Mahatma Gandhi once said:

“I like your Christ. I do not like your Christians. Your Christians are so unlike your Christ.”

I do not know what caused him to say such a thing but what he said is so often true.

People outside our churches learn something of Jesus’ teachings of loving our neighbour for example and think “Yes that is a message I can relate to.” But then they see how people calling themselves Christians behave.

When I did my pulpit exchange to North Carolina in 2013, I was told of a church in the town – a Presbyterian church I think – that was for the USA very old. Close to 250 years old. There on the floor of the gallery are iron rings. Slaves would be shackled to these rings. Think about that for a moment. Slaves would be brought to church to hear the Gospel proclaimed but the slaves would be shackled. Imagine a preacher in the early 19th century in that church preaching how Jesus set people free of the shackles of sin and meanwhile as a slave you’re shackled to an iron ring in the gallery of the church.

That is Christian hypocrisy in action right there.

And again, looking across the pond to the USA. In recent weeks the Supreme Court there has made it much more difficult to have an abortion. We can debate the rights and wrongs of abortion on another occasion. But the behaviour of the so called “Pro Life” lobby, made up often of fundamentalist, evangelical Christians, isn’t exactly Christlike. And I find it strange that many of those who are “Pro Life” are also in favour of the death penalty and opposed to any kind of gun control.

More hypocrisy in my opinion.

But who am I to judge?

Those of us who are part of the Church know we are not what Jesus called us to be. We spend too much and share too little; we judge too many and love too few; we wait too long and act too late.

Perhaps you are saying, "Show me a church where hypocrisy has been purged away; where church members don't waste time and energy squabbling over petty details; where love is genuine, and I'll become a member."

Well good luck in finding that church. Even when we look fondly at the early church as depicted in Acts of the Apostles say, we must remember that that Church was far from perfect too. Which is why for example, Paul spent time writing many of his letters to address a lack of love between church members let alone love for those outside church.

Jesus always met men and women on the level of their need, regardless of who they were or what they had done. He met everyone as human beings, never as stereotypes.  Stereotypes were as powerful then as they are now. Once a label is placed on a person the human being vanishes. Many labels were given to people in the New Testament such labels as tax collector, Samaritan, Roman soldier, prostitute, rich young man, Pharisee, sinner, publican, leper. They all appear in the gospel narrative, and every time Jesus completely ignores the label and deals with the person. Jesus didn’t care that the rules said he shouldn’t deal with sinners.

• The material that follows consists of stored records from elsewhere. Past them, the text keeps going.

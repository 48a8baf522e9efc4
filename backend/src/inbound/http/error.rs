//! HTTP adapter mapping for domain errors.
//!
//! Purpose: keep the domain error type HTTP-agnostic while allowing Actix
//! handlers to turn domain failures into consistent JSON responses and status
//! codes.

use actix_web::{HttpResponse, ResponseError, http::StatusCode};
use tracing::error;

use crate::domain::{Error, ErrorCode, TRACE_ID_HEADER};

/// Convenient result alias for HTTP handlers.
pub type ApiResult<T> = Result<T, Error>;

fn status_for(code: ErrorCode) -> StatusCode {
    match code {
        ErrorCode::InvalidRequest => StatusCode::BAD_REQUEST,
        ErrorCode::NotFound => StatusCode::NOT_FOUND,
        ErrorCode::InternalError => StatusCode::INTERNAL_SERVER_ERROR,
    }
}

fn redact_if_internal(error: &Error) -> Error {
    if matches!(error.code(), ErrorCode::InternalError) {
        let mut redacted = Error::internal("Internal server error");
        if let Some(id) = error.trace_id() {
            redacted = redacted.with_trace_id(id.to_owned());
        }
        redacted
    } else {
        error.clone()
    }
}

impl ResponseError for Error {
    fn status_code(&self) -> StatusCode {
        status_for(self.code())
    }

    fn error_response(&self) -> HttpResponse {
        let mut builder = HttpResponse::build(self.status_code());
        if let Some(id) = self.trace_id() {
            builder.insert_header((TRACE_ID_HEADER, id.to_owned()));
        }

        builder.json(redact_if_internal(self))
    }
}

impl From<actix_web::Error> for Error {
    fn from(err: actix_web::Error) -> Self {
        // Do not leak implementation details to clients.
        error!(error = %err, "actix error promoted to domain error");
        Error::internal("Internal server error")
    }
}
//! Profile persistence adapters.
//!
//! This module provides concrete implementations of the [`ProfileStore`]
//! port: a flat-file store that keeps one JSON document per profile under a
//! capability-scoped directory, and an in-memory store for tests and
//! ephemeral deployments.
//!
//! # Architecture
//!
//! The persistence layer follows these principles:
//!
//! - **Thin adapters**: Store implementations only translate between stored
//!   JSON documents and domain types. No business logic resides here.
//! - **Capability-scoped I/O**: The flat-file store holds a [`cap_std::fs::Dir`]
//!   handle, so it can never read or write outside its storage directory.
//! - **Strongly typed errors**: All I/O and decode failures are mapped to
//!   [`StoreError`] variants.
//!
//! # Example
//!
//! ```ignore
//! use padron::outbound::persistence::DirProfileStore;
//!
//! let store = DirProfileStore::open("UserProfiles")?;
//! store.put(&user).await?;
//! ```
//!
//! [`ProfileStore`]: crate::domain::ports::ProfileStore
//! [`StoreError`]: crate::domain::ports::StoreError

mod dir_profile_store;
mod memory_profile_store;

pub use dir_profile_store::DirProfileStore;
pub use memory_profile_store::MemoryProfileStore;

Writer David H.C. Read points out that "Jesus knew the ugly side of society: the brutality of the occupation, the corruption of the tax system, the racial prejudices, the economic injustice, the religious hypocrisy, and the sexual degradation. But never once did these factors blind him to the reality of the human being, the unique son or daughter of God he saw before him."

Our story this morning is about seeing the reality of the human being before us. Of forgetting what the rule book says. Of trying to see everyone with Christlike eyes.

As St Theresa of Avila is believed to have said:

Christ has no body but yours,

No hands, no feet on earth but yours,
Yours are the eyes with which He looks
Compassion on this world,
Yours are the feet with which He walks to do good,
Yours are the hands, with which He blesses all the world.
Yours are the hands, yours are the feet,
Yours are the eyes, you are His body.
Christ has no body now but yours,
No hands, no feet on earth but yours,
Yours are the eyes with which he looks
compassion on this world.
Christ has no body now on earth but yours.

 

Let it be so. Amen


Acknowledgement www.Sermons.com for ideas and illustrations.